Todos en nuestra calle conocían a Bella, mi pequeña gata gris atigrada. Era el tipo de gata que se metía en los jardines de los vecinos, se subía al techo de los coches y encantaba a cualquiera con un plato de leche. Pero un día, desapareció. No había huellas, ni maullidos, ni rastro alguno. Pegué carteles por toda la zona, recorrí las manzanas todas las noches llamándola por su nombre e incluso dejé su manta favorita en el porche. Pasaron las semanas y empecé a perder la esperanza.
Entonces, tan repentinamente como se había ido, Bella apareció en mi puerta al amanecer, más delgada, pero con un extraño brillo en los ojos. No solo había vuelto. Estaba diferente.
Al principio, era sutil. Rechazaba su comida habitual y prefería restos de carne cocinada que nunca antes había tocado. Se sentaba durante horas junto a la ventana, mirando hacia el bosque que había detrás de nuestro barrio. Y lo más extraño de todo era que llevaba una pequeña bolsa de cuero atada sin apretar alrededor del cuello. Alguien la había colocado allí.
Mis manos temblaban mientras la desataba. Dentro había un trozo de papel doblado, amarillento por el paso del tiempo, cubierto de una escritura que no era inglés. La letra parecía antigua, extraña, casi primitiva. Junto a ella había una sola llave de latón, pequeña, fría y extrañamente pesada.
Pensé que debía de ser una broma, tal vez de algún niño de la calle. Pero Bella no dejaba esa bolsa en paz. La custodiaba, arañando a cualquiera que se acercara demasiado, como si fuera suya y tuviera que protegerla.
La curiosidad me consumía. Pregunté por ahí, mostré la nota a los vecinos, incluso la publiqué en Internet, pero nadie pudo identificar el idioma. Entonces, un anciano de la biblioteca local la miró y palideció. Susurró que se parecía a un dialecto utilizado hace siglos por los colonos de la región, algo relacionado con granjas ocultas y reliquias enterradas.
Esa noche, Bella se escapó de nuevo y yo la seguí. Me llevó directamente al bosque, moviéndose con una precisión inquietante, como si supiera exactamente adónde ir. Llegamos al viejo roble al borde del lecho seco de un arroyo y ella arañó el suelo. Mi corazón se aceleró mientras cavaba en la tierra con mis propias manos. Debajo, sentí metal frío.

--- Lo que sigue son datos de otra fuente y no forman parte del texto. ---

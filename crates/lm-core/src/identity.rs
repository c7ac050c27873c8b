//! # Identifier Newtypes
//!
//! UUID-backed identifiers for every record kind in the license manager.
//! Each identifier is a distinct type, so a [`LicenseId`] cannot be passed
//! where a [`SubscriptionPlanId`] is expected. All of them serialize as a
//! bare UUID string.

use serde::{Deserialize, Serialize};
use uuid::Uuid;

/// Declares a UUID newtype with the standard constructor and conversion set.
macro_rules! uuid_newtype {
    ($(#[$meta:meta])* $name:ident) => {
        $(#[$meta])*
        #[derive(Debug, Clone, Copy, PartialEq, Eq, PartialOrd, Ord, Hash, Serialize, Deserialize)]
        #[serde(transparent)]
        pub struct $name(Uuid);

        impl $name {
            /// Generate a new random identifier.
            pub fn new() -> Self {
                Self(Uuid::new_v4())
            }

            /// Wrap an existing UUID.
            pub fn from_uuid(id: Uuid) -> Self {
                Self(id)
            }

            /// Access the underlying UUID.
            pub fn as_uuid(&self) -> &Uuid {
                &self.0
            }
        }

        impl Default for $name {
            fn default() -> Self {
                Self::new()
            }
        }

        impl From<Uuid> for $name {
            fn from(id: Uuid) -> Self {
                Self(id)
            }
        }

        impl std::fmt::Display for $name {
            fn fmt(&self, f: &mut std::fmt::Formatter<'_>) -> std::fmt::Result {
                write!(f, "{}", self.0)
            }
        }

        impl std::str::FromStr for $name {
            type Err = uuid::Error;

            fn from_str(s: &str) -> Result<Self, Self::Err> {
                Uuid::from_str(s).map(Self)
            }
        }
    };
}

uuid_newtype!(
    /// Identifier of a customer agreement (one per enterprise customer).
    CustomerAgreementId
);

uuid_newtype!(
    /// Identifier of a subscription plan.
    SubscriptionPlanId
);

uuid_newtype!(
    /// Identifier of an individual license.
    LicenseId
);

uuid_newtype!(
    /// Identifier of a scheduled subscription renewal.
    RenewalId
);

uuid_newtype!(
    /// Per-assignment secret embedded in the activation link.
    ///
    /// A fresh key is generated every time a license is assigned, so a link
    /// sent to a previous holder stops working after the license is reset.
    ActivationKey
);

uuid_newtype!(
    /// Identifier of the enterprise customer in the enterprise service.
    EnterpriseCustomerId
);

uuid_newtype!(
    /// Identifier of an enterprise content catalog.
    EnterpriseCatalogId
);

Era un pequeño cofre oxidado, con una cerradura que tenía exactamente la misma forma que la llave de la bolsa de Bella. Se me cortó la respiración cuando la cerradura se abrió con un clic. Dentro había cartas antiguas, frágiles por el paso del tiempo, sobres sellados atados con cinta y un puñado de monedas que nunca había visto antes. Era el legado oculto de alguien, intacto durante generaciones.
Bella rozó mi pierna y maulló, como si estuviera satisfecha. Entonces me di cuenta de que no solo había vuelto, sino que había sido elegida para llevar este secreto a casa.
Todavía conservo el cofre y, aunque no entiendo del todo las palabras de esas cartas, sé que contienen historias de personas que ya no están. Y cada vez que Bella se acurruca a mi lado, me pregunto dónde estuvo realmente durante esas semanas y quién, o qué, confió en ella para entregar el secreto.